(Exercise data begins)

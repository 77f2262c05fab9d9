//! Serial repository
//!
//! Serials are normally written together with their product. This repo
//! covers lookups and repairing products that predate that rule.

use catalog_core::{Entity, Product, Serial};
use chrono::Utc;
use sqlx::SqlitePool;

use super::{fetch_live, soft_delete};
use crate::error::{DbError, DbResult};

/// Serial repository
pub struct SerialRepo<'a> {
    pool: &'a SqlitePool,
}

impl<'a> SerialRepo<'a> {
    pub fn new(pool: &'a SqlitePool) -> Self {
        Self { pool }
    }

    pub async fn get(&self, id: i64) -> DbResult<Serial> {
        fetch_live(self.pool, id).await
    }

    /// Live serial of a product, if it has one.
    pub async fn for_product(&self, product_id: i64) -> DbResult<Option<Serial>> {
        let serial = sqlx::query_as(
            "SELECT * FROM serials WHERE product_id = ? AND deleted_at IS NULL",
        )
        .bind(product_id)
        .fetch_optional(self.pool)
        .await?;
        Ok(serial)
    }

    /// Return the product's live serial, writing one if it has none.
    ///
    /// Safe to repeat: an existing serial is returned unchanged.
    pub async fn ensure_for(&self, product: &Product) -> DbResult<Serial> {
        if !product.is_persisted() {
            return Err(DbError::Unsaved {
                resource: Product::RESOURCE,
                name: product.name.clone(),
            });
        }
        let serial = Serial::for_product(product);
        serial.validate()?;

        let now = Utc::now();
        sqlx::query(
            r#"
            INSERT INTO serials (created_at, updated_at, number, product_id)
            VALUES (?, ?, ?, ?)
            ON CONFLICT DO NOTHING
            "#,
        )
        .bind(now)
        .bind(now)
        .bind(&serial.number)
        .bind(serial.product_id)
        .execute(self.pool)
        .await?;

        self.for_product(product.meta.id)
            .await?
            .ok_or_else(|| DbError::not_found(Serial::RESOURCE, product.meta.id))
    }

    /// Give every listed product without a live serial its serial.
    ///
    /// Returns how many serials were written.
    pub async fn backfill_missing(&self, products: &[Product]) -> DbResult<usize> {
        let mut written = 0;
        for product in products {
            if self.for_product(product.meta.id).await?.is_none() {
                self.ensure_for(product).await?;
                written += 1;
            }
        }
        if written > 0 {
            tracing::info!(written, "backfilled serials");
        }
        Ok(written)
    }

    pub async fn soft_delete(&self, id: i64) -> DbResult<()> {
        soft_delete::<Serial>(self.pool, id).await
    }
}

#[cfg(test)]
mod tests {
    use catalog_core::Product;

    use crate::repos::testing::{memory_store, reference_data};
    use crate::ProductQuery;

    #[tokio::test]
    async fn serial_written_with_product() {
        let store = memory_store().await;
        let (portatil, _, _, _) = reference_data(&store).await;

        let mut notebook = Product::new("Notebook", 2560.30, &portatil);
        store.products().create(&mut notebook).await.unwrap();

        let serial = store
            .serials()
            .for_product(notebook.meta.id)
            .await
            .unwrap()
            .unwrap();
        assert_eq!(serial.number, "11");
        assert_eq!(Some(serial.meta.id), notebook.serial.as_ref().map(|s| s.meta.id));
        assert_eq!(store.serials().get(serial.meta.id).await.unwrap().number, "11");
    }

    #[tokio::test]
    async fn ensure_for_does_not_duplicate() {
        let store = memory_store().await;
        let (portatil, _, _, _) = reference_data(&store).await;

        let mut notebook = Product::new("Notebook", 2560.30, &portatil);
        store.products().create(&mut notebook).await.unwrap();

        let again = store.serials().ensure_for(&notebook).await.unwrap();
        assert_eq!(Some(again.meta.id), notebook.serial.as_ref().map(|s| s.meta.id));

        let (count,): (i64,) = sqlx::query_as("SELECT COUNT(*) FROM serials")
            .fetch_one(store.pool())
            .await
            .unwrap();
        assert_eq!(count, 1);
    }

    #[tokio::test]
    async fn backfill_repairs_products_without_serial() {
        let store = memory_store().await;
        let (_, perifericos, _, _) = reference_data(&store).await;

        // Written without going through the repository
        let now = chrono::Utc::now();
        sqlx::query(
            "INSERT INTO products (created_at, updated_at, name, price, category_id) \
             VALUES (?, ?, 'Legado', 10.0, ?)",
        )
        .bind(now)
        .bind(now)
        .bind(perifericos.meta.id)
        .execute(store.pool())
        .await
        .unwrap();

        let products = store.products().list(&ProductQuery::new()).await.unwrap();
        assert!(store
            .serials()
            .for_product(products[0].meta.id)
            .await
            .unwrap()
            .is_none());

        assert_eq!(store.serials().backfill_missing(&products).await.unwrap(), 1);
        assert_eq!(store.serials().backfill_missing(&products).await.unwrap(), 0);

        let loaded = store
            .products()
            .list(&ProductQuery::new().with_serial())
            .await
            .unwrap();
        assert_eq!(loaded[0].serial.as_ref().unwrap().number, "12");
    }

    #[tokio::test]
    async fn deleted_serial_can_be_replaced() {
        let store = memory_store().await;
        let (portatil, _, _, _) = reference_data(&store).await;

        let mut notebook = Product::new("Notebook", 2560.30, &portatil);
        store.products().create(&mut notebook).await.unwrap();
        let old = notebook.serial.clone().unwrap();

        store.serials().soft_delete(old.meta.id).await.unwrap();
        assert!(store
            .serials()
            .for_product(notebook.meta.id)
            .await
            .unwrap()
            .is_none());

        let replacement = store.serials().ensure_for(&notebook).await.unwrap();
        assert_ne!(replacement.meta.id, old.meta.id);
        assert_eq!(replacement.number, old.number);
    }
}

(Exercise data ends)

Wherever a line in the listing contains the word "number", copy that line out.

            INSERT INTO serials (created_at, updated_at, number, product_id)
        .bind(&serial.number)
        assert_eq!(serial.number, "11");
        assert_eq!(store.serials().get(serial.meta.id).await.unwrap().number, "11");
        assert_eq!(loaded[0].serial.as_ref().unwrap().number, "12");
        assert_eq!(replacement.number, old.number);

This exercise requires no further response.